Americans Like Normandy's Beauty,
But Hate It's Climate.
June 29, 1944
Ernie Pyle

ON CHERBOURG PENINSULA: All the American soldiers here are impressed by the loveliness of the Normandy countryside. Except for swampy places it is almost a dreamland of beauty. Everything is' so green and rich and natural looking.

There are no fences as such. All the little fields are bordered either by high trees or by earthen ridges built up about waist-high and now after many centuries completely covered with grass, shrubbery, ferns and flowers.

Normandy differs from the English landscape mainly in that rural England is fastidiously trimmed and cropped like a Venetian garden, while in Normandy the grass needs cutting and the hedgerows are wild and everything is less of neatness and more of the way nature makes it.

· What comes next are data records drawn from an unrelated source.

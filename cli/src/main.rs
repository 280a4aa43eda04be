//! # Phpier Main Entry Point
//!
//! File: cli/src/main.rs
//!
//! ## Overview
//!
//! This file serves as the main entry point for the phpier CLI. It handles:
//! - Command-line argument parsing using Clap
//! - Setting up the logging system based on verbosity flags
//! - Routing execution to the command handlers
//! - Translating errors into the process exit code taxonomy
//!
//! ## Architecture
//!
//! Each top-level command is a variant of the `Commands` enum and maps to a
//! handler in `commands::`. Handlers that run something inside a container
//! return that command's exit code so it can be mirrored to the caller;
//! everything else returns `()` and exits zero on success. Failures flow up
//! as `anyhow` errors and are rendered (message, context, suggestions) by
//! `core::error::report`, which also picks the exit code.
//!
//! ## Examples
//!
//! ```bash
//! # Start the current project in the background
//! phpier up -d
//!
//! # Run composer inside the app container with extra verbosity
//! phpier -v composer install
//! ```
//!
use clap::Parser;
use tracing_subscriber::{fmt, EnvFilter};

mod commands;
mod common;
mod core;

use crate::commands::db::shell;
use crate::commands::tools;

/// Defines the top-level command-line arguments structure using Clap's derive macros.
#[derive(Parser, Debug)]
#[command(
    name = "phpier",
    about = "Dockerized PHP development environments behind a shared Traefik proxy",
    long_about = "Manage per-project PHP app containers and the shared global stack\n\
                  (Traefik, databases, caches, web tools) they attach to.",
    propagate_version = true,
    version
)]
struct Cli {
    #[command(subcommand)]
    command: Commands,
    #[arg(short, long, action = clap::ArgAction::Count, global = true)]
    verbose: u8,
}

/// Enum defining all available top-level commands.
#[derive(Parser, Debug)]
enum Commands {
    /// Start the current project's services
    Up(commands::up::UpArgs),
    /// Stop project services, optionally the global stack too
    Down(commands::down::DownArgs),
    /// Context-aware start (project + global stack, or global stack only)
    Start(commands::start::StartArgs),
    /// Context-aware stop (project + global stack, or global stack only)
    Stop(commands::stop::StopArgs),
    /// Restart project services with optional rebuild
    Reload(commands::reload::ReloadArgs),
    /// Build the project's app image
    Build(commands::build::BuildArgs),
    /// Show project service logs
    Logs(commands::logs::LogsArgs),
    /// List discovered phpier projects
    List(commands::list::ListArgs),
    /// Show status of all phpier services
    Services(commands::services::ServicesArgs),
    /// Manage database services
    #[command(subcommand)]
    Db(commands::db::DbCommand),
    /// Manage the global services stack
    #[command(subcommand)]
    Global(commands::global::GlobalCommand),
    /// Open a MySQL shell, or run a query
    #[command(trailing_var_arg = true)]
    Mysql {
        #[arg(allow_hyphen_values = true)]
        args: Vec<String>,
    },
    /// Open a PostgreSQL shell; arguments are forwarded to psql
    #[command(trailing_var_arg = true, visible_alias = "postgres")]
    Psql {
        #[arg(allow_hyphen_values = true)]
        args: Vec<String>,
    },
    /// Open a MariaDB shell, or run a query
    #[command(trailing_var_arg = true, visible_alias = "mariadb")]
    Maria {
        #[arg(allow_hyphen_values = true)]
        args: Vec<String>,
    },
    /// Run redis-cli in the Redis container
    #[command(trailing_var_arg = true)]
    Redis {
        #[arg(allow_hyphen_values = true)]
        args: Vec<String>,
    },
    /// Open a telnet session to Memcached
    #[command(trailing_var_arg = true)]
    Memcached {
        #[arg(allow_hyphen_values = true)]
        args: Vec<String>,
    },
    /// Open a shell in the app container
    Sh(tools::ShArgs),
    /// Run a tool in an app container (context-aware)
    Proxy(tools::ProxyArgs),
    /// Run composer in the app container
    #[command(trailing_var_arg = true)]
    Composer {
        #[arg(allow_hyphen_values = true)]
        args: Vec<String>,
    },
    /// Run php artisan in the app container
    #[command(trailing_var_arg = true)]
    Artisan {
        #[arg(allow_hyphen_values = true)]
        args: Vec<String>,
    },
    /// Run php in the app container
    #[command(trailing_var_arg = true)]
    Php {
        #[arg(allow_hyphen_values = true)]
        args: Vec<String>,
    },
    /// Run node in the app container
    #[command(trailing_var_arg = true)]
    Node {
        #[arg(allow_hyphen_values = true)]
        args: Vec<String>,
    },
    /// Run npm in the app container
    #[command(trailing_var_arg = true)]
    Npm {
        #[arg(allow_hyphen_values = true)]
        args: Vec<String>,
    },
    /// Run npx in the app container
    #[command(trailing_var_arg = true)]
    Npx {
        #[arg(allow_hyphen_values = true)]
        args: Vec<String>,
    },
    /// Show version information
    Version,
    /// Remove the global stack and ~/.phpier
    Uninstall(commands::uninstall::UninstallArgs),
}

#[tokio::main]
async fn main() {
    let cli = Cli::parse();

    let log_level = match cli.verbose {
        0 => "info",
        1 => "debug",
        _ => "trace",
    };
    let env_filter =
        EnvFilter::try_from_default_env().unwrap_or_else(|_| EnvFilter::new(log_level));
    fmt::Subscriber::builder()
        .with_env_filter(env_filter)
        .with_writer(std::io::stderr)
        .with_target(false)
        .compact()
        .init();

    tracing::debug!("Parsed CLI arguments: {:?}", cli);

    // Exit-code-bearing handlers mirror the container command's code;
    // the rest map success to zero.
    let result: core::error::Result<i32> = match cli.command {
        Commands::Up(args) => commands::up::handle_up(args).await.map(|_| 0),
        Commands::Down(args) => commands::down::handle_down(args).await.map(|_| 0),
        Commands::Start(args) => commands::start::handle_start(args).await.map(|_| 0),
        Commands::Stop(args) => commands::stop::handle_stop(args).await.map(|_| 0),
        Commands::Reload(args) => commands::reload::handle_reload(args).await.map(|_| 0),
        Commands::Build(args) => commands::build::handle_build(args).await.map(|_| 0),
        Commands::Logs(args) => commands::logs::handle_logs(args).await.map(|_| 0),
        Commands::List(args) => commands::list::handle_list(args).await.map(|_| 0),
        Commands::Services(args) => commands::services::handle_services(args).await.map(|_| 0),
        Commands::Db(command) => commands::db::handle_db(command).await.map(|_| 0),
        Commands::Global(command) => commands::global::handle_global(command).await.map(|_| 0),
        Commands::Mysql { args } => shell::handle_mysql(args).await,
        Commands::Psql { args } => shell::handle_psql(args).await,
        Commands::Maria { args } => shell::handle_maria(args).await,
        Commands::Redis { args } => shell::handle_redis(args).await,
        Commands::Memcached { args } => shell::handle_memcached(args).await,
        Commands::Sh(args) => tools::handle_sh(args).await,
        Commands::Proxy(args) => tools::handle_proxy(args).await,
        Commands::Composer { args } => tools::handle_composer(args).await,
        Commands::Artisan { args } => tools::handle_artisan(args).await,
        Commands::Php { args } => tools::handle_php(args).await,
        Commands::Node { args } => tools::handle_node(args).await,
        Commands::Npm { args } => tools::handle_npm(args).await,
        Commands::Npx { args } => tools::handle_npx(args).await,
        Commands::Version => commands::version::handle_version().map(|_| 0),
        Commands::Uninstall(args) => commands::uninstall::handle_uninstall(args).await.map(|_| 0),
    };

    match result {
        Ok(code) => {
            if code != 0 {
                std::process::exit(code);
            }
        }
        Err(err) => {
            let code = core::error::report(&err);
            std::process::exit(code);
        }
    }
}

#[cfg(test)]
mod tests {
    use assert_cmd::Command;
    use predicates::prelude::*;

    fn phpier_cmd() -> Command {
        Command::cargo_bin("phpier").expect("Failed to find phpier binary for testing")
    }

    #[test]
    fn test_main_help_flag() {
        phpier_cmd().arg("--help").assert().success();
    }

    #[test]
    fn test_main_version_flag() {
        phpier_cmd()
            .arg("--version")
            .assert()
            .success()
            .stdout(predicate::str::contains(env!("CARGO_PKG_VERSION")));
    }
}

The main roads in Normandy are macadam and the side roads gravel. The roads are winding, narrow, and difficult for heavy military traffic. In many places we've made roads one-way for miles at a sketch.

THE AVERAGE AMERICAN finds the climate of Normandy abominable, even in June. We have about one nice day for three bad days. On nice days the sky is clear blue and the sun is out and everything seems wonderful except that there is still a hidden chill in the air, and even in your tent or under a shade tree you are cold.

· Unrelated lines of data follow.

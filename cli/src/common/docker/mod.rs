//! # Docker Interaction Layer
//!
//! File: cli/src/common/docker/mod.rs
//!
//! ## Overview
//!
//! Everything that talks to Docker lives here, organized by concern:
//!
//! - `client`: toolchain probing and raw `docker` invocations
//! - `compose`: compose lifecycle operations for projects and the global stack
//! - `exec`: running commands inside containers
//! - `inspect`: typed views of `docker inspect` output
//! - `services`: aggregated status of all phpier containers
//!
//! All of it shells out to the Docker CLI rather than the daemon API, so the
//! binaries users already have configured (contexts, credential helpers,
//! remote hosts) behave identically when driven by phpier.
//!
pub mod client;
pub mod compose;
pub mod exec;
pub mod inspect;
pub mod services;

On the bad days the whole universe is dark and you need lights in your tent at noontime and it drizzles or sprinkles and often a cold wind blows and your bones and your heart, too, are miserable.

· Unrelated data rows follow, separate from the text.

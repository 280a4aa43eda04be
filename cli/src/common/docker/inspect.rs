//! # Container Inspect Records
//!
//! File: cli/src/common/docker/inspect.rs
//!
//! Typed deserialization targets for `docker inspect` output. Only the fields
//! phpier reads are modeled; everything else in the (large) inspect document
//! is ignored by serde. Every field is defaulted so older daemons that omit
//! sections still parse.
//!
use serde::Deserialize;
use std::collections::HashMap;

/// One element of the JSON array `docker inspect <name>` prints.
#[derive(Debug, Clone, Default, Deserialize)]
pub struct ContainerInspect {
    #[serde(rename = "Created", default)]
    pub created: String,
    #[serde(rename = "State", default)]
    pub state: ContainerState,
    #[serde(rename = "Config", default)]
    pub config: ContainerConfig,
    #[serde(rename = "NetworkSettings", default)]
    pub network_settings: NetworkSettings,
    #[serde(rename = "Mounts", default)]
    pub mounts: Vec<Mount>,
}

#[derive(Debug, Clone, Default, Deserialize)]
pub struct ContainerState {
    #[serde(rename = "Status", default)]
    pub status: String,
    #[serde(rename = "StartedAt", default)]
    pub started_at: String,
    #[serde(rename = "Health")]
    pub health: Option<Health>,
}

#[derive(Debug, Clone, Default, Deserialize)]
pub struct Health {
    #[serde(rename = "Status", default)]
    pub status: String,
}

#[derive(Debug, Clone, Default, Deserialize)]
pub struct ContainerConfig {
    #[serde(rename = "Image", default)]
    pub image: String,
    #[serde(rename = "Labels", default)]
    pub labels: HashMap<String, String>,
}

#[derive(Debug, Clone, Default, Deserialize)]
pub struct NetworkSettings {
    /// Keyed by container port spec, e.g. `"3306/tcp"`. The value is `null`
    /// for unpublished ports.
    #[serde(rename = "Ports", default)]
    pub ports: HashMap<String, Option<Vec<PortBinding>>>,
    #[serde(rename = "Networks", default)]
    pub networks: HashMap<String, serde_json::Value>,
}

#[derive(Debug, Clone, Default, Deserialize)]
pub struct PortBinding {
    #[serde(rename = "HostIp", default)]
    pub host_ip: String,
    #[serde(rename = "HostPort", default)]
    pub host_port: String,
}

#[derive(Debug, Clone, Default, Deserialize)]
pub struct Mount {
    #[serde(rename = "Type", default)]
    pub mount_type: String,
    #[serde(rename = "Source", default)]
    pub source: String,
    #[serde(rename = "Destination", default)]
    pub destination: String,
    #[serde(rename = "Mode", default)]
    pub mode: String,
}

impl ContainerInspect {
    /// The compose project this container belongs to, if compose-managed.
    pub fn compose_project(&self) -> Option<&str> {
        self.config
            .labels
            .get("com.docker.compose.project")
            .map(String::as_str)
    }

    /// The host directory the compose file lived in when the container was
    /// created. Used to recover project paths during discovery.
    pub fn compose_working_dir(&self) -> Option<&str> {
        self.config
            .labels
            .get("com.docker.compose.working-dir")
            .map(String::as_str)
    }
}

#[cfg(test)]
mod tests {
    use super::*;

    #[test]
    fn test_parse_minimal_inspect_document() {
        let json = r#"[{
            "Created": "2024-05-01T10:00:00Z",
            "State": {
                "Status": "running",
                "StartedAt": "2024-05-01T10:00:01Z",
                "Health": { "Status": "healthy" }
            },
            "Config": {
                "Image": "phpier-blog:latest",
                "Labels": {
                    "com.docker.compose.project": "blog",
                    "com.docker.compose.working-dir": "/home/dev/blog"
                }
            },
            "NetworkSettings": {
                "Ports": {
                    "80/tcp": [{ "HostIp": "0.0.0.0", "HostPort": "8080" }],
                    "9000/tcp": null
                },
                "Networks": { "phpier_global": {} }
            },
            "Mounts": [{
                "Type": "bind",
                "Source": "/home/dev/blog",
                "Destination": "/var/www/html",
                "Mode": "rw"
            }]
        }]"#;

        let docs: Vec<ContainerInspect> = serde_json::from_str(json).unwrap();
        let doc = &docs[0];
        assert_eq!(doc.state.status, "running");
        assert_eq!(doc.state.health.as_ref().unwrap().status, "healthy");
        assert_eq!(doc.compose_project(), Some("blog"));
        assert_eq!(doc.compose_working_dir(), Some("/home/dev/blog"));
        let bindings = doc.network_settings.ports["80/tcp"].as_ref().unwrap();
        assert_eq!(bindings[0].host_port, "8080");
        assert!(doc.network_settings.ports["9000/tcp"].is_none());
        assert_eq!(doc.mounts[0].destination, "/var/www/html");
    }

    #[test]
    fn test_missing_sections_default() {
        let docs: Vec<ContainerInspect> = serde_json::from_str(r#"[{}]"#).unwrap();
        let doc = &docs[0];
        assert!(doc.state.status.is_empty());
        assert!(doc.state.health.is_none());
        assert!(doc.compose_project().is_none());
        assert!(doc.mounts.is_empty());
    }
}
//! # Compose Lifecycle Manager
//!
//! File: cli/src/common/docker/compose.rs
//!
//! ## Overview
//!
//! Drives `docker compose` (or the standalone `docker-compose`) for two kinds
//! of targets: a single project, whose compose file is the `.phpier.yml`
//! marker at its root, and the shared global stack in `~/.phpier`. Argument
//! vectors are built by pure functions so flag composition stays testable,
//! and every spawn sets the child's working directory explicitly instead of
//! chdir-ing the phpier process around.
//!
//! Reload is a fixed sequence (down, optional pull, build the app image,
//! up) that aborts on the first failed step so a broken build never brings
//! the stack back up on the stale image.
//!
use crate::common::docker::client::{ComposeFlavor, DockerClient};
use crate::core::config::{GLOBAL_COMPOSE_FILE, GLOBAL_PROJECT_NAME, PROJECT_MARKER};
use crate::core::error::{PhpierError, Result};
use anyhow::anyhow;
use std::path::{Path, PathBuf};
use tokio::process::Command;
use tracing::{debug, info};

/// Options for the `down` operation.
#[derive(Debug, Clone, Default)]
pub struct DownOptions {
    pub remove_volumes: bool,
    pub remove_orphans: bool,
    /// Shutdown timeout in seconds; omitted from the argv when `None`.
    pub timeout: Option<u32>,
}

/// Options for the `reload` sequence.
#[derive(Debug, Clone)]
pub struct ReloadOptions {
    pub detached: bool,
    pub build: bool,
    pub pull: bool,
    pub no_cache: bool,
    pub remove_orphans: bool,
    pub timeout: Option<u32>,
}

/// Options for the `logs` operation.
#[derive(Debug, Clone, Default)]
pub struct LogsOptions {
    pub service: Option<String>,
    pub follow: bool,
    pub tail: Option<u32>,
    pub since: Option<String>,
}

/// What a compose invocation points at.
#[derive(Debug, Clone)]
pub enum ComposeTarget {
    /// One project: compose file is the marker file at the project root.
    Project { name: String, root: PathBuf },
    /// The shared stack under the phpier home directory.
    Global { home: PathBuf },
}

impl ComposeTarget {
    pub fn compose_file(&self) -> &'static str {
        match self {
            ComposeTarget::Project { .. } => PROJECT_MARKER,
            ComposeTarget::Global { .. } => GLOBAL_COMPOSE_FILE,
        }
    }

    pub fn project_name(&self) -> &str {
        match self {
            ComposeTarget::Project { name, .. } => name,
            ComposeTarget::Global { .. } => GLOBAL_PROJECT_NAME,
        }
    }

    pub fn workdir(&self) -> &Path {
        match self {
            ComposeTarget::Project { root, .. } => root,
            ComposeTarget::Global { home } => home,
        }
    }
}

/// Base argv for one compose operation: the plugin prefix when applicable,
/// then `-f <file> -p <project> <op>`.
pub fn base_args(flavor: ComposeFlavor, file: &str, project: &str, op: &str) -> Vec<String> {
    let mut args = Vec::new();
    if flavor == ComposeFlavor::Plugin {
        args.push("compose".to_string());
    }
    args.extend([
        "-f".to_string(),
        file.to_string(),
        "-p".to_string(),
        project.to_string(),
        op.to_string(),
    ]);
    args
}

/// Appends `down` flags in a fixed order: `-v`, `--remove-orphans`,
/// `--timeout <n>`.
pub fn append_down_flags(args: &mut Vec<String>, options: &DownOptions) {
    if options.remove_volumes {
        args.push("-v".into());
    }
    if options.remove_orphans {
        args.push("--remove-orphans".into());
    }
    if let Some(timeout) = options.timeout {
        args.push("--timeout".into());
        args.push(timeout.to_string());
    }
}

/// Appends `logs` flags, then the optional service selector last.
pub fn append_logs_flags(args: &mut Vec<String>, options: &LogsOptions) {
    if options.follow {
        args.push("-f".into());
    }
    if let Some(tail) = options.tail {
        args.push("--tail".into());
        args.push(tail.to_string());
    }
    if let Some(since) = &options.since {
        args.push("--since".into());
        args.push(since.clone());
    }
    if let Some(service) = &options.service {
        args.push(service.clone());
    }
}

/// One step of the reload sequence, in execution order.
#[derive(Debug, Clone, PartialEq, Eq)]
pub enum ReloadStep {
    Down,
    Pull,
    BuildApp,
    Up,
}

/// The steps a reload with these options will run, in order. Pull and build
/// only appear when building was requested.
pub fn reload_plan(options: &ReloadOptions) -> Vec<ReloadStep> {
    let mut plan = vec![ReloadStep::Down];
    if options.build {
        if options.pull {
            plan.push(ReloadStep::Pull);
        }
        plan.push(ReloadStep::BuildApp);
    }
    plan.push(ReloadStep::Up);
    plan
}

/// Runs compose operations against one target.
pub struct ComposeManager {
    client: DockerClient,
    target: ComposeTarget,
}

impl ComposeManager {
    pub fn new(client: DockerClient, target: ComposeTarget) -> Self {
        Self { client, target }
    }

    pub fn target(&self) -> &ComposeTarget {
        &self.target
    }

    fn args_for(&self, op: &str) -> Vec<String> {
        base_args(
            self.client.compose_flavor(),
            self.target.compose_file(),
            self.target.project_name(),
            op,
        )
    }

    /// Spawns the compose command in the target's directory with inherited
    /// stdio. Fails up front with a configuration error when the compose file
    /// has not been generated yet.
    async fn run(&self, args: Vec<String>) -> Result<()> {
        let workdir = self.target.workdir();
        let compose_path = workdir.join(self.target.compose_file());
        if !compose_path.exists() {
            return Err(anyhow!(PhpierError::Config(format!(
                "compose file not found at {}",
                compose_path.display()
            ))));
        }

        let (program, _) = self.client.compose_flavor().invocation();
        debug!(
            "Executing in {}: {} {}",
            workdir.display(),
            program,
            args.join(" ")
        );

        let status = Command::new(program)
            .args(&args)
            .current_dir(workdir)
            .status()
            .await
            .map_err(|_| {
                anyhow!(PhpierError::CommandFailed {
                    command: program.to_string(),
                    args: args.clone(),
                })
            })?;

        if !status.success() {
            return Err(anyhow!(PhpierError::CommandFailed {
                command: program.to_string(),
                args,
            }));
        }
        Ok(())
    }

    async fn ensure_daemon(&self) -> Result<()> {
        if !self.client.is_docker_running().await {
            return Err(anyhow!(PhpierError::DockerNotRunning));
        }
        Ok(())
    }

    /// Every compose operation goes through here: the daemon probe runs
    /// before any compose invocation so an unreachable daemon surfaces as
    /// the distinct not-running error rather than a compose-level failure.
    async fn run_checked(&self, args: Vec<String>) -> Result<()> {
        self.ensure_daemon().await?;
        self.run(args).await
    }

    pub async fn up(&self, detached: bool) -> Result<()> {
        let mut args = self.args_for("up");
        if detached {
            args.push("-d".into());
        }
        self.run_checked(args).await
    }

    pub async fn down(&self, remove_volumes: bool) -> Result<()> {
        self.down_with_options(&DownOptions {
            remove_volumes,
            ..Default::default()
        })
        .await
    }

    pub async fn down_with_options(&self, options: &DownOptions) -> Result<()> {
        let mut args = self.args_for("down");
        append_down_flags(&mut args, options);
        self.run_checked(args).await
    }

    pub async fn build(&self, no_cache: bool, services: &[String]) -> Result<()> {
        let mut args = self.args_for("build");
        if no_cache {
            args.push("--no-cache".into());
        }
        args.extend(services.iter().cloned());
        self.run_checked(args).await.map_err(|err| {
            match services.first() {
                Some(service) => err.context(PhpierError::BuildFailed {
                    service: service.clone(),
                }),
                None => err,
            }
        })
    }

    pub async fn pull(&self) -> Result<()> {
        self.run_checked(self.args_for("pull")).await
    }

    pub async fn logs(&self, options: &LogsOptions) -> Result<()> {
        let mut args = self.args_for("logs");
        append_logs_flags(&mut args, options);
        self.run_checked(args).await
    }

    /// Stops, optionally rebuilds, and restarts the project stack. Not
    /// available for the global target, whose images are pulled rather than
    /// built.
    pub async fn reload(&self, options: &ReloadOptions) -> Result<()> {
        if matches!(self.target, ComposeTarget::Global { .. }) {
            return Err(anyhow!(PhpierError::GlobalReloadUnsupported));
        }
        self.ensure_daemon().await?;

        for step in reload_plan(options) {
            match step {
                ReloadStep::Down => {
                    info!("Stopping project services...");
                    self.down_with_options(&DownOptions {
                        remove_volumes: false,
                        remove_orphans: options.remove_orphans,
                        timeout: options.timeout,
                    })
                    .await?;
                }
                ReloadStep::Pull => {
                    info!("Pulling latest base images...");
                    self.pull().await?;
                }
                ReloadStep::BuildApp => {
                    info!("Building project image...");
                    self.build(options.no_cache, &["app".to_string()]).await?;
                }
                ReloadStep::Up => {
                    info!("Starting project services...");
                    self.up(options.detached).await?;
                }
            }
        }
        Ok(())
    }

    /// Whether the global stack's entry point (Traefik) is running. Probe
    /// failures are treated as "not running" so callers can attempt a start
    /// rather than give up.
    pub async fn is_global_service_running(&self) -> Result<bool> {
        self.ensure_daemon().await?;

        // Compose v2 uses dashes in container names, v1 used underscores.
        for name in ["phpier-traefik-1", "phpier_traefik_1"] {
            match self.client.is_container_running(name).await {
                Ok(true) => return Ok(true),
                Ok(false) => {}
                Err(err) => debug!("Could not check {name}: {err}"),
            }
        }
        Ok(false)
    }

    /// Starts the global stack in detached mode unless it is already up.
    pub async fn start_global_services_if_needed(&self) -> Result<()> {
        if self.is_global_service_running().await? {
            debug!("Global services are already running");
            return Ok(());
        }
        info!("Starting global services (Traefik)...");
        self.up(true).await
    }
}

#[cfg(test)]
mod tests {
    use super::*;

    #[test]
    fn test_base_args_plugin_prefix() {
        let args = base_args(ComposeFlavor::Plugin, ".phpier.yml", "blog", "up");
        assert_eq!(args, ["compose", "-f", ".phpier.yml", "-p", "blog", "up"]);
    }

    #[test]
    fn test_base_args_standalone_has_no_prefix() {
        let args = base_args(ComposeFlavor::Standalone, "docker-compose.yml", "phpier", "down");
        assert_eq!(args, ["-f", "docker-compose.yml", "-p", "phpier", "down"]);
    }

    #[test]
    fn test_down_flags_full() {
        let mut args = vec!["down".to_string()];
        append_down_flags(
            &mut args,
            &DownOptions {
                remove_volumes: true,
                remove_orphans: true,
                timeout: Some(15),
            },
        );
        assert_eq!(args, ["down", "-v", "--remove-orphans", "--timeout", "15"]);
    }

    #[test]
    fn test_down_flags_bare() {
        let mut args = vec!["down".to_string()];
        append_down_flags(&mut args, &DownOptions::default());
        assert_eq!(args, ["down"]);
    }

    #[test]
    fn test_logs_flags_service_comes_last() {
        let mut args = vec!["logs".to_string()];
        append_logs_flags(
            &mut args,
            &LogsOptions {
                service: Some("app".into()),
                follow: true,
                tail: Some(100),
                since: Some("10m".into()),
            },
        );
        assert_eq!(args, ["logs", "-f", "--tail", "100", "--since", "10m", "app"]);
    }

    #[test]
    fn test_reload_plan_without_build() {
        let options = ReloadOptions {
            detached: true,
            build: false,
            pull: false,
            no_cache: false,
            remove_orphans: false,
            timeout: None,
        };
        assert_eq!(reload_plan(&options), [ReloadStep::Down, ReloadStep::Up]);
    }

    #[test]
    fn test_reload_plan_with_build_and_pull() {
        let options = ReloadOptions {
            detached: true,
            build: true,
            pull: true,
            no_cache: true,
            remove_orphans: false,
            timeout: Some(30),
        };
        assert_eq!(
            reload_plan(&options),
            [
                ReloadStep::Down,
                ReloadStep::Pull,
                ReloadStep::BuildApp,
                ReloadStep::Up
            ]
        );
    }

    #[test]
    fn test_pull_never_runs_without_build() {
        let options = ReloadOptions {
            detached: true,
            build: false,
            pull: true,
            no_cache: false,
            remove_orphans: false,
            timeout: None,
        };
        assert!(!reload_plan(&options).contains(&ReloadStep::Pull));
    }

    #[test]
    fn test_target_paths() {
        let project = ComposeTarget::Project {
            name: "blog".into(),
            root: PathBuf::from("/home/dev/blog"),
        };
        assert_eq!(project.compose_file(), ".phpier.yml");
        assert_eq!(project.project_name(), "blog");

        let global = ComposeTarget::Global {
            home: PathBuf::from("/home/dev/.phpier"),
        };
        assert_eq!(global.compose_file(), "docker-compose.yml");
        assert_eq!(global.project_name(), "phpier");
    }
}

Most everybody has on his long underwear. I wear four sweaters in addition to my regular uniform. Overcoats were taken away from our troops before we left England, and there are a lot of our boys not too warmly clad.

There is a constant dampness in the air. At night you jut your clothes under your bedroll or they're wet in the morning. All this dampness makes for ruddy cheeks and green grass. But ruddy cheeks are for girls and green grass for cows, and personally I find the ordinary American is happiest when he's good and stinking hot.

IT IS THE CUSTOM throughout our Army, as you doubtless know, for soldiers to paint names on their vehicles. They have names on airplanes, tanks, jeeps, trucks, guns and practically everything that moves.

Sometimes they have girls' names and often they are trick names such as "Sad Sack," or "Invasion Blues," or "Hitler's Menace."

Well, the boys have already started painting French names on their vehicles. I saw a jeep named "Bientot," which means "soon," and a motorcycle named "Char de Mort," which means "chariot of death."

Pretty soon we will be seeing jeeps named "Yvonne" and "Ma Petite Cherie."

THE NAMES OF A LOT of the French towns in our area are tongue-twisters for our troops, so the towns quickly become known by some unanimous application of Americanese. For instance, Bricquebec is often called "Bricabrac." And Isigny was first known as "Insignia," but has now evolved into "Easy Knee," which is - closer to the French pronunciation.

I heard a funny story of one of our young fighter pilots who had to bail out one day recently, high over the English Channel.

It seems the pilots carry a small bottle of brandy in their first-aid kits, for use if they are in the water a long time or have been hurt in landing.

Well, this young pilot, once he was safely out of his plane and floating down, figured he might as well drink his before he hit the water. So he fished it out of his pocket and drained her down while still many thousands of feet in the air.

At high altitudes liquor hits you harder than at sea level. Furthermore, this kid wasn't accustomed to drinking. The combination of the two had him tighter than a goat by the time he floated down into the Channel.

A DESTROYER had spotted him coming down, and it fished him out almost as soon as he hit the water. Even the cold plunge didn't sober him up. He was giddy and staggering around and they couldn't keep him in one spot long enough to dry him off.

The captain of the destroyer sensed what had happened, and being afraid the kid would take cold wandering around the deck, he came up and said with affected harshness:

"What the hell are you doing here ? Get below where you belong."

Whereupon the wet young lieutenant drew- himself up in indignation and, with all the thick-tongued haughtiness of a plastered guest who's been insulted by his host, replied:

"I assure you I don't propose to remain where I'm not wanted."

And forthwith he jumped overboard. The destroyer had to rescue him again.